Using the records below, give again exactly the lines from the line that contains "pub fn is_expired_at(&self, now: DateTime<Utc>)" through the line that contains "Duration, now: DateTime<Utc>)", both ends included, and only those.

MATERIALS PROVIDED:
=-=-=-=-=

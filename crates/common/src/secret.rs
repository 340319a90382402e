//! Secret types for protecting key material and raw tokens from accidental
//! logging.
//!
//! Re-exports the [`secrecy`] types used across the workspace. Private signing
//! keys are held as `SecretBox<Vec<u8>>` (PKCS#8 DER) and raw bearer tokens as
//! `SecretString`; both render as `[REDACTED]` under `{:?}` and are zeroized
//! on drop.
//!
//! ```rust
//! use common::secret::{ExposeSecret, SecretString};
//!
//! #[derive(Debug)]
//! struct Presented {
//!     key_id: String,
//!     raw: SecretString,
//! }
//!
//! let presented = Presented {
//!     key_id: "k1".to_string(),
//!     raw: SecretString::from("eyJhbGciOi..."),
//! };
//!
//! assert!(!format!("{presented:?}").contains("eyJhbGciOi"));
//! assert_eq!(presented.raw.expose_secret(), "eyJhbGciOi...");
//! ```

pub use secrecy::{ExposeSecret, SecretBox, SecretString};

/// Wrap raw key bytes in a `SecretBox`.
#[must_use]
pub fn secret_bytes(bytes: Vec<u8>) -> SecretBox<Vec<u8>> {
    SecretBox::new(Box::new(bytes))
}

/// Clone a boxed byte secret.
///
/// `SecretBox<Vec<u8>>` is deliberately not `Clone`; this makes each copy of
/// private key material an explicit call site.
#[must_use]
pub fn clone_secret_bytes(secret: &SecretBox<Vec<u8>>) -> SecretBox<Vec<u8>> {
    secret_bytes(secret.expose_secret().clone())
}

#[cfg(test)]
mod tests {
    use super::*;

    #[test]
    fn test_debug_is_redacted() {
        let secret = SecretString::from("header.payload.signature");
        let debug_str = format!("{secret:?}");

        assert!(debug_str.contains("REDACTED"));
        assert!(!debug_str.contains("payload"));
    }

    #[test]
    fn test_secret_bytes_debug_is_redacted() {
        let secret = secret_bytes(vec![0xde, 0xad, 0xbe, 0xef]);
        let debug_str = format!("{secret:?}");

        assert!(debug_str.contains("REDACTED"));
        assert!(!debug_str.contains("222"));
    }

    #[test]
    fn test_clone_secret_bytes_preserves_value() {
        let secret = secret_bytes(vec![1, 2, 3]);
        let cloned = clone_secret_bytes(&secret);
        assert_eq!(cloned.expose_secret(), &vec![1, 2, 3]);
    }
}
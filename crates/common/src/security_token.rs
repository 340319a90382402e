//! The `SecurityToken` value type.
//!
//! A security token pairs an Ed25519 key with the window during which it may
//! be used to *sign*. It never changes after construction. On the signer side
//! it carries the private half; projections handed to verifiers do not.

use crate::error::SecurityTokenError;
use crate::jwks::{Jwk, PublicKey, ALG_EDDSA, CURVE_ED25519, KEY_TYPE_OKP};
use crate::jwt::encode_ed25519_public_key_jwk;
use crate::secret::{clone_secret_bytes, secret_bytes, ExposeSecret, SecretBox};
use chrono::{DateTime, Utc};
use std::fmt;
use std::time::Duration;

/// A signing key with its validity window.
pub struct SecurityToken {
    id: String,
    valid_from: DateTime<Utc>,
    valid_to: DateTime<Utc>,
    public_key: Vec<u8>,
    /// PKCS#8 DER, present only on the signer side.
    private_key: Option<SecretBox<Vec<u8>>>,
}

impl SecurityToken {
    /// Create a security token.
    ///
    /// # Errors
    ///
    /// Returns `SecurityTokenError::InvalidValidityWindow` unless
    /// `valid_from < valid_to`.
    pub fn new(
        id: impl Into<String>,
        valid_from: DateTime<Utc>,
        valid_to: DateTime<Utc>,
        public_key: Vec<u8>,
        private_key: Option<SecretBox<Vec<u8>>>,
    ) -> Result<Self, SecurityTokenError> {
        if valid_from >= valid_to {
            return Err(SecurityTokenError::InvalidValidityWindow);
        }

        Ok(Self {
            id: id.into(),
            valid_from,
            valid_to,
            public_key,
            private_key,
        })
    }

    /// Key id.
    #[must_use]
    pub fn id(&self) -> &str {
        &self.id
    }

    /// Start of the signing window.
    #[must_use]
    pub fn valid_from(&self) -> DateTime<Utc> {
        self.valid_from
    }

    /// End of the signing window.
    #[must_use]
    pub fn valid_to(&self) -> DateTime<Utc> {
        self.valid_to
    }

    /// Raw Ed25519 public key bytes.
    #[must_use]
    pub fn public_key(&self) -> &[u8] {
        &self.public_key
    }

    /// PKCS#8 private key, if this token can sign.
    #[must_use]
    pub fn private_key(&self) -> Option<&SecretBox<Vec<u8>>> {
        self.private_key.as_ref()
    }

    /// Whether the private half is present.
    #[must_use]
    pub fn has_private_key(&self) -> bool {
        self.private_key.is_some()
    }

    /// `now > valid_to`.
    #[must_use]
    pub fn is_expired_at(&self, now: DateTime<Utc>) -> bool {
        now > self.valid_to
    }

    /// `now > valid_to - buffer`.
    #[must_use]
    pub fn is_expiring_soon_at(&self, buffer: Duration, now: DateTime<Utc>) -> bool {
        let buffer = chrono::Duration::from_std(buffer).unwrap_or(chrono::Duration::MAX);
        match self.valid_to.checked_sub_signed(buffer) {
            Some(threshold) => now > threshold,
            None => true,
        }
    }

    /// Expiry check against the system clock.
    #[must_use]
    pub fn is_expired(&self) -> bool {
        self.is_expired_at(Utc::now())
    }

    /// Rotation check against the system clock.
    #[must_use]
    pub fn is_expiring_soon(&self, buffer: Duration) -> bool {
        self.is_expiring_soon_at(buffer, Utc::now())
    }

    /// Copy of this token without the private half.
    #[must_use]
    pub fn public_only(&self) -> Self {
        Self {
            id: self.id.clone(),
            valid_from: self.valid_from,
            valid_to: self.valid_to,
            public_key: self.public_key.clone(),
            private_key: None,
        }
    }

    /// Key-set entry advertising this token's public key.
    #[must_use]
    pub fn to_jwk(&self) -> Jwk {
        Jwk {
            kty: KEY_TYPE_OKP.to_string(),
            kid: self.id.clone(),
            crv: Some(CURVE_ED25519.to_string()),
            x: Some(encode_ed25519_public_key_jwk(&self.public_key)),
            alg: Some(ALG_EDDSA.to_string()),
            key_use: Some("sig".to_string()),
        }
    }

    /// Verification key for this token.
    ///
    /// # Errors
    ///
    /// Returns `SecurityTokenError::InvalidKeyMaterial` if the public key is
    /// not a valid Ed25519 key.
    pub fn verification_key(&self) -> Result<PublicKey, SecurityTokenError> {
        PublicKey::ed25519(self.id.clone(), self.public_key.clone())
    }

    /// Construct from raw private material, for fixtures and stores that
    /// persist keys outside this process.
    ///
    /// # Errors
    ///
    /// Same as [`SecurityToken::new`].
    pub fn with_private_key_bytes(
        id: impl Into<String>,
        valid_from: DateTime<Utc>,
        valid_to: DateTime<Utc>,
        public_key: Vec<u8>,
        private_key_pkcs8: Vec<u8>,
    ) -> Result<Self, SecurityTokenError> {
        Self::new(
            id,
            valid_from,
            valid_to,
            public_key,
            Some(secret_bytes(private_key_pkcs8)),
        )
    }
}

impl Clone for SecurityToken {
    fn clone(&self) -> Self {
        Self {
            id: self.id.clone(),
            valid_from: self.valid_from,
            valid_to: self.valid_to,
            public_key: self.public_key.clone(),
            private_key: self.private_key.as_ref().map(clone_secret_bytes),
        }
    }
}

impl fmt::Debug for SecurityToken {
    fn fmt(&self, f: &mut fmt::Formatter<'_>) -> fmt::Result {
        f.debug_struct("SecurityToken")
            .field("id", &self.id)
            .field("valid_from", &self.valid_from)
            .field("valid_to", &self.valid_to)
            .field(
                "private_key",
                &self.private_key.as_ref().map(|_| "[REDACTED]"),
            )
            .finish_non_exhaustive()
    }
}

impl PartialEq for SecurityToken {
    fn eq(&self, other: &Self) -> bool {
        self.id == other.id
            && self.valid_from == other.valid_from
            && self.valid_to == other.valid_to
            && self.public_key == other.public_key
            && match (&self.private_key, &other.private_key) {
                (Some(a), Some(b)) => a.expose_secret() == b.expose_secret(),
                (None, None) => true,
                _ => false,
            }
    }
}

=-=-=-=-=

TASK OUTPUT:
    pub fn is_expired_at(&self, now: DateTime<Utc>) -> bool {
        now > self.valid_to
    }

    /// `now > valid_to - buffer`.
    #[must_use]
    pub fn is_expiring_soon_at(&self, buffer: Duration, now: DateTime<Utc>) -> bool {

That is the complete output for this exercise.